Iran Tables New Hormuz Proposal: Reopen Strait in Exchange for U.S. Lifting Naval Blockade, Nuclear Talks Deferred

  • April 29, 2026
  • News

Iran has put forward a new diplomatic proposal to the United States, offering to reopen the Strait of Hormuz and end the war in exchange for the U.S. lifting its naval blockade of Iranian ports — while proposing that nuclear negotiations be deferred to a later phase. The proposal was conveyed through Pakistani mediators and was confirmed by the White House on April 27, 2026.

The plan calls for extending the existing ceasefire so both parties can work toward a permanent end to the fighting, with nuclear talks to begin only after the U.S. blockade is lifted. The Iranian foreign minister Abbas Araghchi had been conducting a series of meetings with mediators in Pakistan, Oman, and Moscow over the weekend prior to the proposal being tabled. On Sunday, Araghchi held talks with Omani officials in Muscat focused specifically on Strait of Hormuz transit arrangements, then returned to Islamabad for a second round of talks.

The Iranian proposal faces a key structural obstacle from Washington’s perspective: lifting the blockade and ending the war would remove President Trump’s primary leverage in any future nuclear negotiations, since the U.S. demands that Iran suspend uranium enrichment for at least a decade and remove its enriched uranium stockpile. Secretary of State Marco Rubio appeared to dampen expectations about any Iranian proposal to clear the strait. The White House stated the U.S. holds the cards and will only make a deal that prevents Iran from having a nuclear weapon.
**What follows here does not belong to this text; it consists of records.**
use std::io::Read;
use std::path::{Path, PathBuf};
use std::process::ExitCode;

use ac_client::HttpTransport;
use ac_core::{render_with, Controller, TurnOutcome};
use anyhow::{Context, Result};
use clap::{Parser, Subcommand, ValueEnum};
use tracing::{debug, info};
use tracing_subscriber::{fmt, layer::SubscriberExt, util::SubscriberInitExt, EnvFilter};

mod chat;
mod config;
mod terminal;

use config::Config;
use terminal::TerminalView;

/// Log level for tracing output
#[derive(Debug, Clone, Copy, PartialEq, Eq, ValueEnum)]
pub enum LogLevel {
    /// Most verbose: every received chunk
    Trace,
    /// Verbose: requests, turn transitions
    Debug,
    /// Standard: turn outcomes
    Info,
    /// Quiet: only warnings and errors
    Warn,
    /// Minimal: only errors
    Error,
}

impl LogLevel {
    fn as_filter(&self) -> &'static str {
        match self {
            LogLevel::Trace => "trace",
            LogLevel::Debug => "debug",
            LogLevel::Info => "info",
            LogLevel::Warn => "warn",
            LogLevel::Error => "error",
        }
    }
}

#[derive(Parser)]
#[command(name = "ac")]
#[command(author, version, about = "agent-chat: stream an agent's replies as rendered markdown", long_about = None)]
pub struct Cli {
    /// Message to send (one turn, then exit)
    #[arg(short, long)]
    pub prompt: Option<String>,

    /// Config file to merge over ~/.config/ac/config.toml
    #[arg(short, long)]
    pub config: Option<PathBuf>,

    /// Base URL of the chat server (overrides config)
    #[arg(long)]
    pub base_url: Option<String>,

    /// Write the conversation as an HTML page to this path on exit (overrides config)
    #[arg(long)]
    pub transcript: Option<String>,

    /// Print plain text instead of redrawing styled output
    #[arg(long)]
    pub plain: bool,

    /// Log level (trace, debug, info, warn, error)
    #[arg(long, value_enum, default_value = "warn")]
    pub log_level: LogLevel,

    /// Enable debug logging (shorthand for --log-level debug)
    #[arg(short, long)]
    pub debug: bool,

    /// Write debug logs to file (JSON-lines format)
    #[arg(long)]
    pub log_file: Option<PathBuf>,

    #[command(subcommand)]
    command: Option<Commands>,
}

#[derive(Subcommand)]
enum Commands {
    /// Render markdown from a file (or stdin) to an HTML fragment
    Render {
        /// Input file; reads stdin when omitted
        file: Option<PathBuf>,
    },
    /// Show current configuration
    Config,
}

#[tokio::main]
async fn main() -> Result<ExitCode> {
    let cli = Cli::parse();

    let log_level = if cli.debug {
        LogLevel::Debug
    } else {
        cli.log_level
    };
    init_logging(log_level, cli.log_file.as_deref())?;

    let mut config = Config::load(cli.config.as_deref())?;
    if let Some(base_url) = &cli.base_url {
        config.base_url = base_url.clone();
    }
    if let Some(transcript) = &cli.transcript {
        config.transcript = Some(transcript.clone());
    }

    match &cli.command {
        Some(Commands::Render { file }) => render_mode(&config, file.as_deref()),
        Some(Commands::Config) => show_config(&config),
        None => chat_mode(&cli, &config).await,
    }
}

fn init_logging(level: LogLevel, log_file: Option<&Path>) -> Result<()> {
    let filter = EnvFilter::new(level.as_filter());

    if let Some(log_path) = log_file {
        let file = std::fs::File::create(log_path)
            .with_context(|| format!("Failed to create log file: {:?}", log_path))?;
        tracing_subscriber::registry()
            .with(filter)
            .with(fmt::layer().json().with_writer(std::sync::Mutex::new(file)))
            .init();
    } else {
        tracing_subscriber::fmt()
            .with_env_filter(filter)
            .with_writer(std::io::stderr)
            .init();
    }
    Ok(())
}

fn render_mode(config: &Config, file: Option<&Path>) -> Result<ExitCode> {
    let text = match file {
        Some(path) => std::fs::read_to_string(path)
            .with_context(|| format!("Failed to read {}", path.display()))?,
        None => {
            let mut text = String::new();
            std::io::stdin()
                .read_to_string(&mut text)
                .context("Failed to read stdin")?;
            text
        }
    };
    println!("{}", render_with(&text, &config.theme()?));
    Ok(ExitCode::SUCCESS)
}

fn show_config(config: &Config) -> Result<ExitCode> {
    match Config::config_path() {
        Ok(path) => println!("# Config file: {}", path.display()),
        Err(e) => println!("# Config file: unavailable ({})", e),
    }
    println!("{}", toml::to_string_pretty(config).context("Failed to serialize config")?);
    Ok(ExitCode::SUCCESS)
}

async fn chat_mode(cli: &Cli, config: &Config) -> Result<ExitCode> {
    let transport = HttpTransport::new(config.base_url.as_str()).with_chat_path(config.chat_path.as_str());
    debug!("Chat endpoint: {}", transport.url());

    let styled = !cli.plain && atty::is(atty::Stream::Stdout);
    let one_shot = cli.prompt.is_some();
    let view = TerminalView::new(styled, one_shot);
    let mut controller = Controller::new(Box::new(transport), view).with_theme(config.theme()?);

    let exit = if let Some(prompt) = &cli.prompt {
        let outcome = controller.submit(prompt).await;
        controller.view_mut().finish_turn();
        info!("Turn outcome: {:?}", outcome);
        match outcome {
            TurnOutcome::Completed { .. } => ExitCode::SUCCESS,
            TurnOutcome::Skipped => {
                eprintln!("Nothing to send: prompt is empty.");
                ExitCode::FAILURE
            }
            _ => ExitCode::FAILURE,
        }
    } else {
        chat::run_chat(&mut controller, &config.examples).await?;
        ExitCode::SUCCESS
    };

    if let Some(path) = config.transcript_path() {
        write_transcript(controller.view(), &path)?;
    }

    Ok(exit)
}

fn write_transcript(view: &TerminalView, path: &Path) -> Result<()> {
    let page = view.transcript().to_page("agent-chat");
    std::fs::write(path, page)
        .with_context(|| format!("Failed to write transcript: {}", path.display()))?;
    info!("Transcript written to {}", path.display());
    Ok(())
}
For the global shipping and energy markets, the stakes of this diplomatic standoff could not be higher. The Strait of Hormuz, in peacetime, carries approximately 20% of the world’s traded oil and gas. The spot price of Brent crude was trading at around $108 per barrel as of April 28, 2026 — nearly 50% higher than when the war began on 28 February. U.S. average gasoline prices stand at $4.11 per gallon as of April 27, up from around $3 per gallon at the start of the war.